On l'aura compris, la gestion d'un restaurant a des règles, mais aucune n'est réellement universelle. Pour calculer son seuil de rentabilité, il ne faut pas perdre des yeux le b.a-ba qui est l'équilibre à atteindre entre le total des recettes et le total des charges. C'est plus facile à écrire qu'à faire. En fait, les expériences font que la marge sur les coûts variables doit être au moins égale au montant des charges fixes. Partant de ce principe, il est préférable de privilégier les charges variables, fluctuantes au gré de l'activité. "Le plus compliqué dans ce cas est de définir les charges fixes des charges variables et la part que l'on peut accorder à chacune d'elles," explique un spécialiste. Mais, toute exploitation nécessite un minimum de coûts fixes qu'il est difficile de supprimer, bien sûr. Le loyer, charge souvent incompressible, peut parfois être variable en étant indexé au chiffre d'affaires. Cette situation est à double tranchant. En cas de bonne activité, cette fuite du chiffre d'affaires est un peu exaspérante. Approximativement, les charges fixes ne doivent pas excéder 40 % des charges d'un restaurant.
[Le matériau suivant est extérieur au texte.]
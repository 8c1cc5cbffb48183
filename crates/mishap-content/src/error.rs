//! Error types for mishap-content

use thiserror::Error;

/// Content loading error type
#[derive(Error, Debug)]
pub enum Error {
    #[error("IO error: {0}")]
    Io(#[from] std::io::Error),

    #[error("RON parse error: {0}")]
    Ron(#[from] ron::error::SpannedError),

    /// A single definition failed validation
    #[error("Malformed {kind} definition '{id}': {reason}")]
    MalformedDefinition {
        kind: &'static str,
        id: String,
        reason: String,
    },

    /// The finished library cannot support issuance or resolution
    #[error("Content library unusable: {0}")]
    Unusable(String),
}

impl Error {
    /// True for errors that reject one definition rather than the whole load
    pub fn is_malformed_definition(&self) -> bool {
        matches!(self, Error::MalformedDefinition { .. })
    }
}

/// Result type alias
pub type Result<T> = std::result::Result<T, Error>;
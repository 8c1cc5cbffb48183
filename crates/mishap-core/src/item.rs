//! Forged item records

use crate::attribute::AttributeSet;
use crate::character::Character;
use crate::identity::{CharacterId, DefId, ItemId};
use chrono::{DateTime, Utc};
use serde::{Deserialize, Serialize};

/// Frozen copy of the creator as they were when the item was made
///
/// Owned and deep-copied: later changes to (or deactivation of) the creator
/// never reach existing items.
#[derive(Debug, Clone, PartialEq, Eq, Serialize, Deserialize)]
pub struct MakerProfile {
    pub creator: CharacterId,
    pub attributes: AttributeSet,
    pub quirks: Vec<DefId>,
    pub captured_at: DateTime<Utc>,
}

impl MakerProfile {
    /// Snapshot a character's attributes and quirk ids
    pub fn capture(creator: &Character, at: DateTime<Utc>) -> Self {
        Self {
            creator: creator.id(),
            attributes: *creator.attributes(),
            quirks: creator.quirks().to_vec(),
            captured_at: at,
        }
    }
}

/// An item; immutable once forged
#[derive(Debug, Clone, PartialEq, Eq, Serialize, Deserialize)]
pub struct Item {
    pub id: ItemId,
    pub item_type: DefId,
    pub creator: CharacterId,
    pub maker_profile: MakerProfile,
    pub quirks: Vec<DefId>,
    pub created_at: DateTime<Utc>,
}

impl Item {
    /// An item with no quirks resolves as a modifier-neutral baseline
    pub fn is_baseline(&self) -> bool {
        self.quirks.is_empty()
    }
}
//! In-memory ledger store

use crate::error::{Error, Result};
use crate::store::{LedgerIndex, LedgerStore, TimeRange};
use mishap_core::{ActionRecord, CharacterId, LedgerEntry, LedgerId};
use std::sync::RwLock;
use tracing::debug;

/// Ledger kept entirely in memory
///
/// Appends take the write lock for the whole assign-and-push step, so two
/// appends can never receive the same sequence number.
#[derive(Debug, Default)]
pub struct MemoryLedger {
    index: RwLock<LedgerIndex>,
}

impl MemoryLedger {
    pub fn new() -> Self {
        Self::default()
    }

    /// Number of committed entries
    pub fn len(&self) -> usize {
        self.index.read().map(|i| i.len()).unwrap_or(0)
    }

    pub fn is_empty(&self) -> bool {
        self.len() == 0
    }
}

impl LedgerStore for MemoryLedger {
    fn append(&self, record: ActionRecord) -> Result<LedgerId> {
        let mut index = self.index.write().map_err(|_| Error::LockPoisoned)?;
        let id = index.next_id(record.character);
        index.push(LedgerEntry::new(id, record));
        debug!(%id, "appended ledger entry");
        Ok(id)
    }

    fn get(&self, id: LedgerId) -> Result<Option<LedgerEntry>> {
        let index = self.index.read().map_err(|_| Error::LockPoisoned)?;
        Ok(index.get(id).cloned())
    }

    fn query(&self, character: CharacterId, range: &TimeRange) -> Result<Vec<LedgerEntry>> {
        let index = self.index.read().map_err(|_| Error::LockPoisoned)?;
        Ok(index.query(character, range))
    }

    fn entries(&self) -> Result<Vec<LedgerEntry>> {
        let index = self.index.read().map_err(|_| Error::LockPoisoned)?;
        Ok(index.all())
    }

    fn name(&self) -> &str {
        "memory"
    }

    fn latest_for(&self, character: CharacterId) -> Result<Option<LedgerEntry>> {
        let index = self.index.read().map_err(|_| Error::LockPoisoned)?;
        Ok(index.latest(character).cloned())
    }

    fn find_by_seed(&self, character: CharacterId, derived_seed: u64) -> Result<Option<LedgerEntry>> {
        let index = self.index.read().map_err(|_| Error::LockPoisoned)?;
        Ok(index.find_by_seed(character, derived_seed).cloned())
    }
}
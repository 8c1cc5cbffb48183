//! File-backed ledger: one JSON object per line, append-only

use crate::error::{Error, Result};
use crate::store::{LedgerIndex, LedgerStore, TimeRange};
use mishap_core::{ActionRecord, CharacterId, LedgerEntry, LedgerId};
use std::fs::{File, OpenOptions};
use std::io::{Read, Write};
use std::path::{Path, PathBuf};
use std::sync::Mutex;
use tracing::{debug, info, warn};

struct Inner {
    file: File,
    /// Bytes known to hold complete lines
    committed_len: u64,
    index: LedgerIndex,
}

/// Ledger persisted as a JSON-lines file
///
/// Every append is written as a single line and synced before its id is
/// returned. On open the whole file is read back to rebuild the index; a
/// trailing line without its newline is a torn write and is cut off.
pub struct JsonlLedger {
    path: PathBuf,
    inner: Mutex<Inner>,
}

impl JsonlLedger {
    /// Open or create a ledger file
    pub fn open(path: impl AsRef<Path>) -> Result<Self> {
        let path = path.as_ref().to_path_buf();
        let mut file = OpenOptions::new()
            .create(true)
            .read(true)
            .append(true)
            .open(&path)?;

        let mut bytes = Vec::new();
        file.read_to_end(&mut bytes)?;

        let complete = bytes
            .iter()
            .rposition(|b| *b == b'\n')
            .map_or(0, |pos| pos + 1);
        if complete < bytes.len() {
            warn!(
                path = %path.display(),
                dropped = bytes.len() - complete,
                "truncating torn trailing ledger line"
            );
            file.set_len(complete as u64)?;
            file.sync_data()?;
        }

        let text = std::str::from_utf8(&bytes[..complete]).map_err(|e| Error::Corrupt {
            line: 0,
            reason: e.to_string(),
        })?;
        let index = Self::rebuild(text)?;

        info!(path = %path.display(), entries = index.len(), "opened ledger");
        Ok(Self {
            path,
            inner: Mutex::new(Inner {
                file,
                committed_len: complete as u64,
                index,
            }),
        })
    }

    /// Path of the backing file
    pub fn path(&self) -> &Path {
        &self.path
    }

    fn rebuild(text: &str) -> Result<LedgerIndex> {
        let mut index = LedgerIndex::default();
        for (n, line) in text.lines().enumerate() {
            if line.trim().is_empty() {
                continue;
            }
            let entry: LedgerEntry = serde_json::from_str(line).map_err(|e| Error::Corrupt {
                line: n + 1,
                reason: e.to_string(),
            })?;
            let expected = index.next_id(entry.id.character);
            if entry.id != expected {
                return Err(Error::Corrupt {
                    line: n + 1,
                    reason: format!("expected {}, found {}", expected, entry.id),
                });
            }
            index.push(entry);
        }
        Ok(index)
    }

    fn lock(&self) -> Result<std::sync::MutexGuard<'_, Inner>> {
        self.inner.lock().map_err(|_| Error::LockPoisoned)
    }
}

impl LedgerStore for JsonlLedger {
    fn append(&self, record: ActionRecord) -> Result<LedgerId> {
        let mut guard = self.lock()?;
        let inner = &mut *guard;
        let id = inner.index.next_id(record.character);
        let entry = LedgerEntry::new(id, record);

        let mut line =
            serde_json::to_string(&entry).map_err(|e| Error::Serialization(e.to_string()))?;
        line.push('\n');

        let file = &mut inner.file;
        let written = file.write_all(line.as_bytes()).and_then(|_| file.sync_data());
        if let Err(e) = written {
            // Cut back to the last complete line so a later append cannot
            // land behind a fragment.
            if let Err(undo) = inner.file.set_len(inner.committed_len) {
                warn!(error = %undo, "could not roll back partial ledger write");
            }
            return Err(Error::Persistence(e.to_string()));
        }

        inner.committed_len += line.len() as u64;
        inner.index.push(entry);
        debug!(%id, path = %self.path.display(), "appended ledger entry");
        Ok(id)
    }

    fn get(&self, id: LedgerId) -> Result<Option<LedgerEntry>> {
        Ok(self.lock()?.index.get(id).cloned())
    }

    fn query(&self, character: CharacterId, range: &TimeRange) -> Result<Vec<LedgerEntry>> {
        Ok(self.lock()?.index.query(character, range))
    }

    fn entries(&self) -> Result<Vec<LedgerEntry>> {
        Ok(self.lock()?.index.all())
    }

    fn name(&self) -> &str {
        "jsonl"
    }

    fn latest_for(&self, character: CharacterId) -> Result<Option<LedgerEntry>> {
        Ok(self.lock()?.index.latest(character).cloned())
    }

    fn find_by_seed(&self, character: CharacterId, derived_seed: u64) -> Result<Option<LedgerEntry>> {
        Ok(self.lock()?.index.find_by_seed(character, derived_seed).cloned())
    }
}

impl std::fmt::Debug for JsonlLedger {
    fn fmt(&self, f: &mut std::fmt::Formatter<'_>) -> std::fmt::Result {
        f.debug_struct("JsonlLedger")
            .field("path", &self.path)
            .finish_non_exhaustive()
    }
}
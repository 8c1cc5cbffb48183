//! Issued character records

use crate::attribute::AttributeSet;
use crate::error::{Error, Result};
use crate::identity::{CharacterId, DefId};
use chrono::{DateTime, Utc};
use serde::{de, Deserialize, Deserializer, Serialize};
use std::collections::HashSet;
use std::fmt;
use std::str::FromStr;

/// Fewest quirks an issued character may carry
pub const MIN_QUIRKS: usize = 2;
/// Most quirks an issued character may carry
pub const MAX_QUIRKS: usize = 4;

/// Character sex as accepted at issuance
#[derive(Debug, Clone, Copy, PartialEq, Eq, Hash, Serialize, Deserialize)]
#[serde(rename_all = "snake_case")]
pub enum Sex {
    Female,
    Male,
    Unspecified,
}

impl Sex {
    pub fn as_str(&self) -> &'static str {
        match self {
            Sex::Female => "female",
            Sex::Male => "male",
            Sex::Unspecified => "unspecified",
        }
    }
}

impl fmt::Display for Sex {
    fn fmt(&self, f: &mut fmt::Formatter<'_>) -> fmt::Result {
        f.write_str(self.as_str())
    }
}

impl FromStr for Sex {
    type Err = Error;

    fn from_str(s: &str) -> Result<Self> {
        match s.trim().to_ascii_lowercase().as_str() {
            "female" | "f" => Ok(Sex::Female),
            "male" | "m" => Ok(Sex::Male),
            "unspecified" | "x" => Ok(Sex::Unspecified),
            _ => Err(Error::InvalidSex(s.to_string())),
        }
    }
}

/// The one mutable part of a character
#[derive(Debug, Clone, Default, PartialEq, Eq, Serialize, Deserialize)]
pub struct Reputation {
    pub score: i32,
    pub notes: String,
}

impl Reputation {
    pub fn new(score: i32, notes: impl Into<String>) -> Self {
        Self {
            score,
            notes: notes.into(),
        }
    }
}

/// An issued character
///
/// Everything except reputation and the active flag is fixed at issuance.
/// Fields are private so the only mutations possible are the two external
/// collaborators are allowed to make.
///
/// Deserializing goes through [`Character::new`], so a stored record that
/// breaks the trait invariants is rejected rather than loaded.
#[derive(Debug, Clone, PartialEq, Eq, Serialize)]
pub struct Character {
    id: CharacterId,
    account_ref: String,
    sex: Sex,
    attributes: AttributeSet,
    quirks: Vec<DefId>,
    failings: Vec<DefId>,
    useless_bits: Vec<DefId>,
    reputation: Reputation,
    active: bool,
    issued_seed: String,
    created_at: DateTime<Utc>,
}

impl<'de> Deserialize<'de> for Character {
    fn deserialize<D: Deserializer<'de>>(deserializer: D) -> std::result::Result<Self, D::Error> {
        #[derive(Deserialize)]
        struct Stored {
            id: CharacterId,
            account_ref: String,
            sex: Sex,
            attributes: AttributeSet,
            quirks: Vec<DefId>,
            failings: Vec<DefId>,
            useless_bits: Vec<DefId>,
            reputation: Reputation,
            active: bool,
            issued_seed: String,
            created_at: DateTime<Utc>,
        }

        let stored = Stored::deserialize(deserializer)?;
        let mut character = Character::new(CharacterParts {
            id: stored.id,
            account_ref: stored.account_ref,
            sex: stored.sex,
            attributes: stored.attributes,
            quirks: stored.quirks,
            failings: stored.failings,
            useless_bits: stored.useless_bits,
            reputation: stored.reputation,
            issued_seed: stored.issued_seed,
            created_at: stored.created_at,
        })
        .map_err(de::Error::custom)?;
        character.active = stored.active;
        Ok(character)
    }
}

/// Parts of a character assembled by the issuer
#[derive(Debug, Clone)]
pub struct CharacterParts {
    pub id: CharacterId,
    pub account_ref: String,
    pub sex: Sex,
    pub attributes: AttributeSet,
    pub quirks: Vec<DefId>,
    pub failings: Vec<DefId>,
    pub useless_bits: Vec<DefId>,
    pub reputation: Reputation,
    pub issued_seed: String,
    pub created_at: DateTime<Utc>,
}

impl Character {
    /// Assemble an active character, checking trait invariants
    pub fn new(parts: CharacterParts) -> Result<Self> {
        if !(MIN_QUIRKS..=MAX_QUIRKS).contains(&parts.quirks.len()) {
            return Err(Error::InvalidCharacter(format!(
                "expected {}..={} quirks, got {}",
                MIN_QUIRKS,
                MAX_QUIRKS,
                parts.quirks.len()
            )));
        }
        if parts.useless_bits.is_empty() {
            return Err(Error::InvalidCharacter(
                "at least one useless bit is required".to_string(),
            ));
        }

        let mut seen = HashSet::new();
        let all = parts
            .quirks
            .iter()
            .chain(&parts.failings)
            .chain(&parts.useless_bits);
        for id in all {
            if !seen.insert(id) {
                return Err(Error::InvalidCharacter(format!("duplicate trait id: {}", id)));
            }
        }

        Ok(Self {
            id: parts.id,
            account_ref: parts.account_ref,
            sex: parts.sex,
            attributes: parts.attributes,
            quirks: parts.quirks,
            failings: parts.failings,
            useless_bits: parts.useless_bits,
            reputation: parts.reputation,
            active: true,
            issued_seed: parts.issued_seed,
            created_at: parts.created_at,
        })
    }

    pub fn id(&self) -> CharacterId {
        self.id
    }

    pub fn account_ref(&self) -> &str {
        &self.account_ref
    }

    pub fn sex(&self) -> Sex {
        self.sex
    }

    pub fn attributes(&self) -> &AttributeSet {
        &self.attributes
    }

    pub fn quirks(&self) -> &[DefId] {
        &self.quirks
    }

    pub fn failings(&self) -> &[DefId] {
        &self.failings
    }

    pub fn useless_bits(&self) -> &[DefId] {
        &self.useless_bits
    }

    pub fn has_quirk(&self, id: &DefId) -> bool {
        self.quirks.contains(id)
    }

    pub fn reputation(&self) -> &Reputation {
        &self.reputation
    }

    pub fn is_active(&self) -> bool {
        self.active
    }

    pub fn issued_seed(&self) -> &str {
        &self.issued_seed
    }

    pub fn created_at(&self) -> DateTime<Utc> {
        self.created_at
    }

    /// Replace reputation; the only field-level change an outside caller may make
    pub fn update_reputation(&mut self, reputation: Reputation) {
        self.reputation = reputation;
    }

    /// Mark the character inactive. There is no way back.
    pub fn deactivate(&mut self) {
        self.active = false;
    }
}

#[cfg(test)]
mod tests {
    use super::*;

    fn parts(quirks: &[&str], useless: &[&str]) -> CharacterParts {
        CharacterParts {
            id: CharacterId(1),
            account_ref: "acct-1".to_string(),
            sex: Sex::Unspecified,
            attributes: AttributeSet::new([9, 2, 3, 4, 5, 1, 3]).unwrap(),
            quirks: quirks.iter().map(|q| DefId::new(*q)).collect(),
            failings: vec![DefId::new("early_action")],
            useless_bits: useless.iter().map(|q| DefId::new(*q)).collect(),
            reputation: Reputation::new(0, "unknown"),
            issued_seed: "s".to_string(),
            created_at: Utc::now(),
        }
    }

    #[test]
    fn test_valid_character_is_active() {
        let character = Character::new(parts(&["a", "b"], &["knots"])).unwrap();
        assert!(character.is_active());
        assert!(character.has_quirk(&DefId::new("a")));
    }

    #[test]
    fn test_quirk_count_enforced() {
        assert!(Character::new(parts(&["a"], &["knots"])).is_err());
        assert!(Character::new(parts(&["a", "b", "c", "d", "e"], &["knots"])).is_err());
    }

    #[test]
    fn test_useless_bit_required() {
        assert!(Character::new(parts(&["a", "b"], &[])).is_err());
    }

    #[test]
    fn test_duplicates_across_trait_kinds_rejected() {
        let err = Character::new(parts(&["a", "early_action"], &["knots"])).unwrap_err();
        assert!(matches!(err, Error::InvalidCharacter(msg) if msg.contains("early_action")));
    }

    #[test]
    fn test_only_reputation_and_active_change() {
        let mut character = Character::new(parts(&["a", "b"], &["knots"])).unwrap();
        let before = (character.attributes, character.quirks.clone());

        character.update_reputation(Reputation::new(5, "hero of the pier"));
        character.deactivate();

        assert_eq!((character.attributes, character.quirks.clone()), before);
        assert_eq!(character.reputation().score, 5);
        assert!(!character.is_active());
    }

    #[test]
    fn test_deserialize_rechecks_invariants() {
        let mut character = Character::new(parts(&["a", "b"], &["knots"])).unwrap();
        character.deactivate();
        let text = ron::to_string(&character).unwrap();
        let restored: Character = ron::from_str(&text).unwrap();
        assert_eq!(restored, character);
        assert!(!restored.is_active());

        let mut lonely = character.clone();
        lonely.quirks.truncate(1);
        let text = ron::to_string(&lonely).unwrap();
        assert!(ron::from_str::<Character>(&text).is_err());

        let mut doubled = character;
        doubled.useless_bits.push(DefId::new("a"));
        let text = ron::to_string(&doubled).unwrap();
        assert!(ron::from_str::<Character>(&text).is_err());
    }

    #[test]
    fn test_sex_parsing() {
        assert_eq!("Female".parse::<Sex>().unwrap(), Sex::Female);
        assert_eq!(" m ".parse::<Sex>().unwrap(), Sex::Male);
        assert_eq!(
            "dragon".parse::<Sex>(),
            Err(Error::InvalidSex("dragon".to_string()))
        );
    }
}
Autres postes indispensables à maîtriser pour le bon fonctionnement de l'établissement : les matières premières et le personnel dont un minimum fixe est requis. Pour rentabiliser son restaurant, l'analyse du Prime Cost, valeur mathématique qui revient souvent à la bouche des experts, permet de gérer au plus serré ces deux charges. Le prime cost, qui cumule matières consommées et frais de personnel, doit avoisiner les 60 à 65 %, voire 68 % du chiffre d'affaires, selon beaucoup de choix de gestion et de marketing. Plus le prime cost est faible, plus vous avez de chances de dégager des bénéfices, la différence sur prime cost servant à couvrir les frais généraux, les coûts d'exploitation... et par conséquent à dégager le résultat net. Pour réduire son prime cost, il est possible de jouer de manière intelligente sur deux tableaux. Le premier, sur les matières premières, doit être fait avec parcimonie. "A trop réduire le contenu en quantité ou en qualité dans l'assiette du consommateur, vous finirez par le frustrer," explique un consultant en restauration. Pour autant, une réduction de l'ordre de 5 % des portions n'est pas perceptible par le client, comme de passer une terrine de 12 à 13 tranches, par exemple. De même un restaurant traditionnel ne doit pas se sentir fautif si un plat n'est pas garni de 5 variétés d'accompagnements différents, qui nécessitent plus de matières premières et monopolisent davantage de temps pour le personnel. La notion de productivité est cruciale. Vouloir jouer sur les frais généraux pour trouver des économies ? Il ne faut pas y compter. Ils oscillent aux alentours des 12 % du chiffre d'affaires TTC et c'est délicat.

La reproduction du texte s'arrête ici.